Supply Chain Resilience
Businesses dependent on single-country supply chains should pursue geographic diversification of suppliers. Singapore’s strategic location and extensive free trade agreement network — including CPTPP and ASEAN FTAs — provide preferential access to diverse source markets. Dual-sourcing and buffer inventory strategies can reduce vulnerability to acute supply-side inflation shocks.
- Conclusion
Singapore’s management of the 2022–2024 inflationary cycle represents a broadly successful application of its distinctive monetary and fiscal policy toolkit. The S$NEER appreciation framework effectively suppressed imported inflation transmission; targeted fiscal transfers mitigated distributional harm; and supply-side interventions addressed sector-specific bottlenecks. The outcome — a soft landing in which inflation moderated from 6.1% to below 1% over three years without a significant growth contraction — compares favourably with the experience of many advanced economies that relied on aggressive interest rate tightening and faced heightened recession risk.
Looking ahead to 2026, Singapore’s inflation environment is one of gradual re-normalisation rather than renewed acceleration. Core Inflation is expected to stabilise in the 1–2% range — consistent with the MAS’s medium-term price stability objective. The principal risks are asymmetrically external: geopolitical supply shocks, renewed trade protectionism, and potential volatility in global commodity markets. Singapore’s structural openness, which creates ongoing inflation vulnerability, is simultaneously the source of the exchange rate policy potency that makes its inflation management framework so effective among small open economies.

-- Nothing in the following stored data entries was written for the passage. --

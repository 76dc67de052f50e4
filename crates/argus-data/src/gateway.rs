use async_trait::async_trait;
use chrono::NaiveDate;

use argus_options::OptionChain;
use argus_types::{DailyBar, DataError, HistoryPeriod, Quote};

/// Capability consumed by the risk and volatility engines.
///
/// Implementations may fail or return partial data per symbol; callers
/// absorb those failures with the documented fallbacks (cost-basis
/// valuation, null beta, zero-return row) and never escalate a transport
/// error into a portfolio-wide failure. Timeouts are the implementation's
/// responsibility.
#[async_trait]
pub trait MarketDataGateway: Send + Sync {
    /// Current quote for a symbol.
    async fn get_quote(&self, symbol: &str) -> Result<Quote, DataError>;

    /// Daily OHLCV history, chronological, oldest first. An empty vector
    /// signals "no data" without being an error.
    async fn get_history(
        &self,
        symbol: &str,
        period: HistoryPeriod,
    ) -> Result<Vec<DailyBar>, DataError>;

    /// Options chain for one expiration.
    async fn get_option_chain(
        &self,
        symbol: &str,
        expiration: NaiveDate,
    ) -> Result<OptionChain, DataError>;

    /// Available option expirations, ascending.
    async fn get_expirations(&self, symbol: &str) -> Result<Vec<NaiveDate>, DataError>;
}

The episode reinforces a core macroeconomic lesson: for a small, open, resource-constrained economy, inflation is fundamentally a global phenomenon managed at the margin through domestic institutional capacity. Singapore’s sustained investment in that capacity — through MAS’s exchange rate framework, SFA’s food security infrastructure, and the government’s progressive social support apparatus — provides the resilience that will be necessary to navigate future inflationary episodes.